**Your task**
Return, word for word, only the lines of the data below that lie between the line with "pub struct InvalidClickValue(pub i8);" and the line with "in document order.", those two lines included.

**Data**
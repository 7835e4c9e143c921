use criterion::{black_box, criterion_group, criterion_main, Criterion};
use cube_colors::{Color, ColorDetector, DominantColorExtractor, Region};

fn sticker(color: Color) -> Region {
    let mut region = vec![vec![color; 32]; 32];
    region[0][0] = Color::new(255, 255, 255);
    region[31][31] = Color::new(0, 0, 0);
    region
}

fn benchmark_extraction(c: &mut Criterion) {
    let extractor = DominantColorExtractor::with_params(200, 0.1, 10, 42);
    let region = sticker(Color::new(0, 160, 250));
    c.bench_function("dominant_color_32x32", |b| {
        b.iter(|| extractor.extract(black_box(&region)))
    });
}

fn benchmark_classification(c: &mut Criterion) {
    let detector = ColorDetector::default();
    c.bench_function("closest_reference_color", |b| {
        b.iter(|| detector.closest(black_box(Color::new(30, 120, 230))))
    });

    let face = vec![sticker(Color::new(0, 250, 10)); 9];
    c.bench_function("classify_face", |b| {
        b.iter(|| detector.classify_face(black_box(&face)))
    });
}

criterion_group!(benches, benchmark_extraction, benchmark_classification);
criterion_main!(benches);
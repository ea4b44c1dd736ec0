//! clicksim runner — batch click simulation on top of `clicksim-core`.
//!
//! This crate provides:
//! - Slates (one query's ranked documents) and JSON slate I/O
//! - Deterministic, optionally parallel batch simulation
//! - Click statistics (per-position CTR, clicks per slate, empty slates)

pub mod simulate;
pub mod slate;
pub mod stats;

pub use simulate::{simulate_clicks, RunError, SimulationConfig};
pub use slate::{load_slates, save_clicked, ClickedSlate, Slate};
pub use stats::ClickStatistics;
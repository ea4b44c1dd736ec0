//! Domain types — documents handed to click models and the masks they return.

use serde::{Deserialize, Serialize};
use std::fmt;
use std::ops::Index;

use crate::error::ClickModelError;

// ─── Documents ───────────────────────────────────────────────────────

/// A ranked list of documents: one feature vector and one relevance label each.
///
/// Borrowed view, so slates owned elsewhere can be clicked without copying.
/// Order is rank order; index 0 is the top result. The document count is the
/// length of `relevance`.
#[derive(Debug, Clone, Copy, PartialEq)]
pub struct Documents<'a> {
    features: &'a [Vec<f64>],
    relevance: &'a [f64],
}

impl<'a> Documents<'a> {
    /// Pair features with relevance labels, rejecting mismatched lengths.
    pub fn new(features: &'a [Vec<f64>], relevance: &'a [f64]) -> Result<Self, ClickModelError> {
        if features.len() != relevance.len() {
            return Err(ClickModelError::LengthMismatch {
                features: features.len(),
                relevance: relevance.len(),
            });
        }
        Ok(Self {
            features,
            relevance,
        })
    }

    /// Documents carrying relevance labels only. No variant reads features,
    /// so this is enough to drive any click model. `features()` is then empty
    /// while `len()` counts the relevance labels.
    pub fn from_relevance(relevance: &'a [f64]) -> Self {
        Self {
            features: &[],
            relevance,
        }
    }

    /// Feature vectors, one per document, or an empty slice for documents
    /// built with `from_relevance`. Only in the latter case may this be
    /// shorter than `len()`.
    pub fn features(&self) -> &'a [Vec<f64>] {
        self.features
    }

    pub fn relevance(&self) -> &'a [f64] {
        self.relevance
    }

    pub fn len(&self) -> usize {
        self.relevance.len()
    }

    pub fn is_empty(&self) -> bool {
        self.relevance.is_empty()
    }
}

// ─── ClickLabel ──────────────────────────────────────────────────────

/// Observation recorded for one document.
///
/// Serialized as its integer value: `1`, `0` or `-1`.
#[derive(Debug, Clone, Copy, PartialEq, Eq, Hash, Serialize, Deserialize)]
#[serde(into = "i8", try_from = "i8")]
pub enum ClickLabel {
    /// No observation was made for this document (e.g. list padding).
    Masked,
    NotClicked,
    Clicked,
}

impl ClickLabel {
    pub fn value(self) -> i8 {
        match self {
            Self::Masked => -1,
            Self::NotClicked => 0,
            Self::Clicked => 1,
        }
    }

    pub fn is_clicked(self) -> bool {
        self == Self::Clicked
    }

    pub fn from_clicked(clicked: bool) -> Self {
        if clicked {
            Self::Clicked
        } else {
            Self::NotClicked
        }
    }
}

impl From<ClickLabel> for i8 {
    fn from(label: ClickLabel) -> Self {
        label.value()
    }
}

impl TryFrom<i8> for ClickLabel {
    type Error = InvalidClickValue;

    fn try_from(value: i8) -> Result<Self, Self::Error> {
        match value {
            -1 => Ok(Self::Masked),
            0 => Ok(Self::NotClicked),
            1 => Ok(Self::Clicked),
            other => Err(InvalidClickValue(other)),
        }
    }
}

/// An integer outside `{-1, 0, 1}` was offered as a click label.
#[derive(Debug, Clone, Copy, PartialEq, Eq, thiserror::Error)]
#[error("click value must be -1, 0 or 1, got {0}")]
pub struct InvalidClickValue(pub i8);

// ─── ClickMask ───────────────────────────────────────────────────────

/// Per-document click labels, same length and order as the documents clicked.
#[derive(Debug, Clone, PartialEq, Eq, Default, Serialize, Deserialize)]
#[serde(transparent)]
pub struct ClickMask(Vec<ClickLabel>);

impl ClickMask {
    /// All documents observed and none clicked.
    pub fn not_clicked(len: usize) -> Self {
        Self(vec![ClickLabel::NotClicked; len])
    }

    pub fn from_labels(labels: Vec<ClickLabel>) -> Self {
        Self(labels)
    }

    /// Build a mask from integer values, failing on anything outside `{-1, 0, 1}`.
    pub fn from_values(values: &[i8]) -> Result<Self, InvalidClickValue> {
        values
            .iter()
            .map(|&v| ClickLabel::try_from(v))
            .collect::<Result<Vec<_>, _>>()
            .map(Self)
    }

    pub fn labels(&self) -> &[ClickLabel] {
        &self.0
    }

    pub fn into_labels(self) -> Vec<ClickLabel> {
        self.0
    }

    /// Integer view: `1` clicked, `0` not clicked, `-1` masked.
    pub fn values(&self) -> Vec<i8> {
        self.0.iter().map(|l| l.value()).collect()
    }

    pub fn set(&mut self, index: usize, label: ClickLabel) {
        self.0[index] = label;
    }

    pub fn len(&self) -> usize {
        self.0.len()
    }

    pub fn is_empty(&self) -> bool {
        self.0.is_empty()
    }

    pub fn click_count(&self) -> usize {
        self.0.iter().filter(|l| l.is_clicked()).count()
    }

    /// Indices of clicked documents, in document order.
    pub fn clicked_positions(&self) -> Vec<usize> {
        self.0
            .iter()
            .enumerate()
            .filter(|(_, l)| l.is_clicked())
            .map(|(i, _)| i)
            .collect()
    }

    pub fn iter(&self) -> impl Iterator<Item = ClickLabel> + '_ {
        self.0.iter().copied()
    }
}

impl Index<usize> for ClickMask {
    type Output = ClickLabel;

    fn index(&self, index: usize) -> &Self::Output {
        &self.0[index]
    }
}

impl FromIterator<ClickLabel> for ClickMask {
    fn from_iter<I: IntoIterator<Item = ClickLabel>>(iter: I) -> Self {
        Self(iter.into_iter().collect())
    }
}

impl fmt::Display for ClickMask {
    fn fmt(&self, f: &mut fmt::Formatter<'_>) -> fmt::Result {
        write!(f, "[")?;
        for (i, label) in self.0.iter().enumerate() {
            if i > 0 {
                write!(f, ", ")?;
            }
            write!(f, "{}", label.value())?;
        }
        write!(f, "]")
    }
}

**Exercise answer**
pub struct InvalidClickValue(pub i8);

// ─── ClickMask ───────────────────────────────────────────────────────

/// Per-document click labels, same length and order as the documents clicked.
#[derive(Debug, Clone, PartialEq, Eq, Default, Serialize, Deserialize)]
#[serde(transparent)]
pub struct ClickMask(Vec<ClickLabel>);

impl ClickMask {
    /// All documents observed and none clicked.
    pub fn not_clicked(len: usize) -> Self {
        Self(vec![ClickLabel::NotClicked; len])
    }

    pub fn from_labels(labels: Vec<ClickLabel>) -> Self {
        Self(labels)
    }

    /// Build a mask from integer values, failing on anything outside `{-1, 0, 1}`.
    pub fn from_values(values: &[i8]) -> Result<Self, InvalidClickValue> {
        values
            .iter()
            .map(|&v| ClickLabel::try_from(v))
            .collect::<Result<Vec<_>, _>>()
            .map(Self)
    }

    pub fn labels(&self) -> &[ClickLabel] {
        &self.0
    }

    pub fn into_labels(self) -> Vec<ClickLabel> {
        self.0
    }

    /// Integer view: `1` clicked, `0` not clicked, `-1` masked.
    pub fn values(&self) -> Vec<i8> {
        self.0.iter().map(|l| l.value()).collect()
    }

    pub fn set(&mut self, index: usize, label: ClickLabel) {
        self.0[index] = label;
    }

    pub fn len(&self) -> usize {
        self.0.len()
    }

    pub fn is_empty(&self) -> bool {
        self.0.is_empty()
    }

    pub fn click_count(&self) -> usize {
        self.0.iter().filter(|l| l.is_clicked()).count()
    }

    /// Indices of clicked documents, in document order.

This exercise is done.